父の入院から6週間が過ぎました。リハビリ病院に移ってからは3週間ですが、コロナ禍で面会禁止ということもあり、状況はまったく分かりません。

ただ、病院からは何も連絡がありませんので、順調にリハビリに励んでいるということだと思います。

一方、母の「ひとり暮らし」も6週間が過ぎたことになります。依然として波はありますが、不穏に関しては小康状態。

まだ、夜になると恐怖感に襲われるようで、落ち着かないのですが、夕食を準備し、ひととき世間話をしたり、昔の写真を一緒にみたりするうちに、なんとか収まってきます。

気温が少し下がってきたせいもあるのでしょうか、水の飲みすぎもずいぶん抑えられ、食欲も戻ってきました。

ところで「ひとり暮らし」になって、母は新たな「行動」をはじめました。トイレットペーパーを部屋のあちらこちらに置くようになったのです。

これまでも、乾物を冷蔵庫にしまったり、バナナを冷凍したり、洗面所の手拭き用タオルをバンダナにかけ替えたり、電化製品のコンセントをすべて抜いてしまったりといった不思議な行動は枚挙に暇がありません。

ただ、トイレットペーパーだけは父の独壇場でした。トイレの棚にストックしてあるロールが、食卓の上、ベッド脇など いつの間にか室内数か所に散在している。棚に戻しても、必ず翌日には棚からなくなって別の部屋に置かれているのです。

代わりに箱ティッシュを置いても、それはあまり使いません。上手く取り出せないのか、いつの間にか外箱が破壊されていることもしばしば。

しかも、父の場合、トイレットペーパーを10cm程度の長さに切って畳んで、ポケットに常備する癖があります。

このため、父の洗濯物には要注意。
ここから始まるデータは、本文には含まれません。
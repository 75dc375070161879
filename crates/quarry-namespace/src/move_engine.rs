//! Atomic move/rename of a space and its whole subtree.
//!
//! A move rewrites the primary path of the space and of every descendant
//! (spaces and repositories alike) in one transaction, optionally leaving
//! the old values behind as non-primary alias rows. Concurrent moves that
//! touch overlapping subtrees are serialized by the locks taken on the
//! affected path rows; a concurrent plain edit of the space itself is
//! caught by the optimistic version check.

use std::sync::Arc;

use chrono::Utc;
use quarry_domain::{
    paths, PathTargetType, Permission, Principal, Resource, ResourceKind, Scope, Space, SpacePath,
    ROOT_PARENT_ID,
};
use serde::{Deserialize, Serialize};

use crate::authz::Authorizer;
use crate::error::{NamespaceError, Result};
use crate::store::{NamespaceStore, NamespaceTx, StoreError};
use crate::validate::{DefaultNameValidator, NameValidator};

/// Desired new name and/or location for a space. Absent fields keep their
/// current value.
#[derive(Debug, Clone, Default, Serialize, Deserialize)]
pub struct MoveInput {
    pub uid: Option<String>,
    pub parent_id: Option<i64>,
    #[serde(default)]
    pub keep_as_alias: bool,
}

impl MoveInput {
    fn has_changes(&self, space: &Space) -> bool {
        self.uid.as_ref().is_some_and(|uid| *uid != space.uid)
            || self.parent_id.is_some_and(|id| id != space.parent_id)
    }
}

/// Executes space moves against a [`NamespaceStore`], leaving the
/// namespace either fully updated or fully unchanged.
///
/// The engine itself is stateless and reentrant; all mutable state lives
/// in the backing store.
pub struct MoveEngine {
    store: Arc<dyn NamespaceStore>,
    authorizer: Arc<dyn Authorizer>,
    validator: Arc<dyn NameValidator>,
}

impl MoveEngine {
    pub fn new(store: Arc<dyn NamespaceStore>, authorizer: Arc<dyn Authorizer>) -> Self {
        Self::with_validator(store, authorizer, Arc::new(DefaultNameValidator))
    }

    pub fn with_validator(
        store: Arc<dyn NamespaceStore>,
        authorizer: Arc<dyn Authorizer>,
        validator: Arc<dyn NameValidator>,
    ) -> Self {
        Self {
            store,
            authorizer,
            validator,
        }
    }

    /// Move and/or rename the space identified by `space_ref`.
    ///
    /// Returns the updated space. If neither the UID nor the parent
    /// actually changes, returns the space unchanged without opening a
    /// transaction.
    pub fn move_space(
        &self,
        principal: &Principal,
        space_ref: &str,
        input: &MoveInput,
    ) -> Result<Space> {
        let space = self.store.find_space_by_ref(space_ref)?;

        let mut permission = Permission::SpaceEdit;
        if let Some(new_parent) = input.parent_id {
            if new_parent != space.parent_id {
                // the new-parent id is caller-supplied and unverified;
                // authorize against it before trusting it for anything
                self.check_space_creation(principal, new_parent)?;
                permission = Permission::SpaceDelete;
            }
        }
        self.check_space(principal, &space, permission)?;

        if !input.has_changes(&space) {
            tracing::debug!(space_id = space.id, "move is a no-op");
            return Ok(space);
        }

        self.sanitize_input(input, space.is_root())?;

        let mut moved = space.clone();
        self.store.in_transaction(&mut |tx| {
            moved = tx
                .update_space_opt_lock(&space, &mut |s| {
                    if let Some(uid) = &input.uid {
                        s.uid = uid.clone();
                    }
                    if let Some(parent_id) = input.parent_id {
                        s.parent_id = parent_id;
                    }
                })
                .map_err(|e| NamespaceError::store("space update", e))?;

            // lock the primary path so no overlapping move can slip in
            let primary = tx
                .find_primary_path_locked(PathTargetType::Space, moved.id)
                .map_err(|e| NamespaceError::store("primary path lookup", e))?;
            let old_path_value = primary.value.clone();

            let new_path_value = if moved.parent_id == ROOT_PARENT_ID {
                moved.uid.clone()
            } else {
                // the parent row itself is not mutated, no lock needed
                let parent = tx
                    .find_primary_path(PathTargetType::Space, moved.parent_id)
                    .map_err(|e| NamespaceError::store("parent path lookup", e))?;
                paths::concatenate(&parent.value, &moved.uid)
            };

            // must run before any row is rewritten
            if paths::is_ancestor_of(&old_path_value, &new_path_value) {
                tracing::debug!(
                    space_id = moved.id,
                    from = %old_path_value,
                    to = %new_path_value,
                    "rejecting move into own subtree"
                );
                return Err(NamespaceError::CyclicHierarchy {
                    path: new_path_value,
                });
            }

            let mut to_move = tx
                .list_primary_descendants_locked(&old_path_value)
                .map_err(|e| NamespaceError::store("descendant listing", e))?;
            to_move.push(primary);

            self.rewrite_paths(
                tx,
                principal.id,
                moved.id,
                &mut to_move,
                &old_path_value,
                &new_path_value,
                input.keep_as_alias,
            )?;

            // keep the cached path column in sync within the same transaction
            let synced = tx
                .update_space_opt_lock(&moved, &mut |s| s.path = new_path_value.clone())
                .map_err(|e| NamespaceError::store("space path sync", e))?;
            moved = synced;
            Ok(())
        })?;

        tracing::debug!(space_id = moved.id, path = %moved.path, "space moved");
        Ok(moved)
    }

    /// Rewrite each locked row from `old_prefix` to `new_prefix`, keeping
    /// row identity, and optionally insert an alias row per old value.
    /// Descendant spaces get their cached `path` column synced alongside
    /// their primary row; the moved space itself is synced by the caller.
    fn rewrite_paths(
        &self,
        tx: &mut dyn NamespaceTx,
        principal_id: i64,
        moved_space_id: i64,
        rows: &mut [SpacePath],
        old_prefix: &str,
        new_prefix: &str,
        keep_as_alias: bool,
    ) -> Result<()> {
        for row in rows {
            let old_value = row.value.clone();
            row.value = format!("{}{}", new_prefix, &old_value[old_prefix.len()..]);

            self.validator
                .check_path_depth(&row.value, row.target_type == PathTargetType::Space)?;

            match tx.update_path(row) {
                Ok(()) => {}
                Err(StoreError::Duplicate(value)) => {
                    return Err(NamespaceError::PathConflict { value })
                }
                Err(e) => return Err(NamespaceError::store("path rewrite", e)),
            }

            if row.target_type == PathTargetType::Space && row.target_id != moved_space_id {
                tx.sync_space_path(row.target_id, &row.value)
                    .map_err(|e| NamespaceError::store("descendant path sync", e))?;
            }

            if keep_as_alias {
                let now = Utc::now();
                let alias = SpacePath {
                    id: 0,
                    version: 0,
                    value: old_value,
                    is_primary: false,
                    target_type: row.target_type,
                    target_id: row.target_id,
                    created_by: principal_id,
                    created: now,
                    updated: now,
                };
                match tx.create_path(&alias) {
                    Ok(_) => {}
                    Err(StoreError::Duplicate(value)) => {
                        return Err(NamespaceError::PathConflict { value })
                    }
                    Err(e) => return Err(NamespaceError::store("alias creation", e)),
                }
            }
        }
        Ok(())
    }

    fn sanitize_input(&self, input: &MoveInput, space_is_root: bool) -> Result<()> {
        let mut is_root = space_is_root;
        if let Some(parent_id) = input.parent_id {
            if parent_id < 0 {
                return Err(NamespaceError::InvalidParentId { parent_id });
            }
            is_root = parent_id == ROOT_PARENT_ID;
        }
        if let Some(uid) = &input.uid {
            self.validator.check_uid(uid, is_root)?;
        }
        Ok(())
    }

    /// Authorize creating a space under `parent_id` (the "arrive at the
    /// new location" half of a cross-parent move).
    fn check_space_creation(&self, principal: &Principal, parent_id: i64) -> Result<()> {
        if parent_id < 0 {
            return Err(NamespaceError::InvalidParentId { parent_id });
        }
        let scope = if parent_id == ROOT_PARENT_ID {
            Scope::root()
        } else {
            let parent = self.store.find_space(parent_id)?;
            Scope::space(parent.path)
        };
        let resource = Resource {
            kind: ResourceKind::Space,
            name: String::new(),
        };
        self.enforce(principal, &scope, &resource, Permission::SpaceCreate)
    }

    /// Authorize `permission` on an existing space.
    fn check_space(
        &self,
        principal: &Principal,
        space: &Space,
        permission: Permission,
    ) -> Result<()> {
        let (parent_path, uid) = paths::disect_leaf(&space.path);
        let scope = Scope::space(parent_path.unwrap_or(""));
        let resource = Resource {
            kind: ResourceKind::Space,
            name: uid.to_string(),
        };
        self.enforce(principal, &scope, &resource, permission)
    }

    fn enforce(
        &self,
        principal: &Principal,
        scope: &Scope,
        resource: &Resource,
        permission: Permission,
    ) -> Result<()> {
        let allowed = match self
            .authorizer
            .check(principal, scope, resource, permission)
        {
            Ok(allowed) => allowed,
            Err(err) => {
                tracing::warn!(
                    principal_id = principal.id,
                    permission = %permission,
                    "authorizer failed, denying: {}",
                    err
                );
                false
            }
        };
        if allowed {
            return Ok(());
        }
        let resource_path = if resource.name.is_empty() {
            scope.space_path.clone()
        } else if scope.space_path.is_empty() {
            resource.name.clone()
        } else {
            paths::concatenate(&scope.space_path, &resource.name)
        };
        Err(NamespaceError::PermissionDenied {
            principal_id: principal.id,
            permission,
            resource: resource_path,
        })
    }
}

#[cfg(test)]
mod tests {
    use super::*;

    fn space(uid: &str, parent_id: i64) -> Space {
        Space {
            id: 1,
            uid: uid.to_string(),
            parent_id,
            path: uid.to_string(),
            description: String::new(),
            created_by: 1,
            created: Utc::now(),
            updated: Utc::now(),
            version: 0,
        }
    }

    #[test]
    fn has_changes_compares_against_current_values() {
        let s = space("eng", 0);
        assert!(!MoveInput::default().has_changes(&s));
        assert!(!MoveInput {
            uid: Some("eng".to_string()),
            parent_id: Some(0),
            keep_as_alias: false,
        }
        .has_changes(&s));
        assert!(MoveInput {
            uid: Some("ops".to_string()),
            ..Default::default()
        }
        .has_changes(&s));
        assert!(MoveInput {
            parent_id: Some(4),
            ..Default::default()
        }
        .has_changes(&s));
    }

    #[test]
    fn input_wire_shape() {
        let input: MoveInput = serde_json::from_str(r#"{"uid":"team1"}"#).unwrap();
        assert_eq!(input.uid.as_deref(), Some("team1"));
        assert_eq!(input.parent_id, None);
        assert!(!input.keep_as_alias);

        let input: MoveInput =
            serde_json::from_str(r#"{"parent_id":0,"keep_as_alias":true}"#).unwrap();
        assert_eq!(input.parent_id, Some(0));
        assert!(input.keep_as_alias);
    }
}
ポケットを確認せずに洗濯機に入れてしまうと後が大変です。いままで、何度か痛い目に合いました。

そんな父が不在になると、今度は母がトイレットペーパーの「取り扱い」をはじめたのです。さすがにポケットに常備するところまではしませんが、食卓に2ロール、テレビの横に1ロールという具合に、部屋のあちらこちらに配りはじめました。

気づくたびに、トイレの棚に戻しておくのですが、翌日訪問すると元の木阿弥です。

こうした収集癖は認知症の典型的な症状の一つですね。特にトイレットペーパー、ティッシュペーパー、紙タオルなど「紙類」が人気とのこと。「オイルショック」の記憶から、確保しなければ!という心理が働いているのでしょうか?

もっとも、今回のコロナ禍で、認知症でもない私たちは競ってトイレットペーパーを買い集めていました。両親の「行動」を「不思議だ」などと言う資格はなさそうです。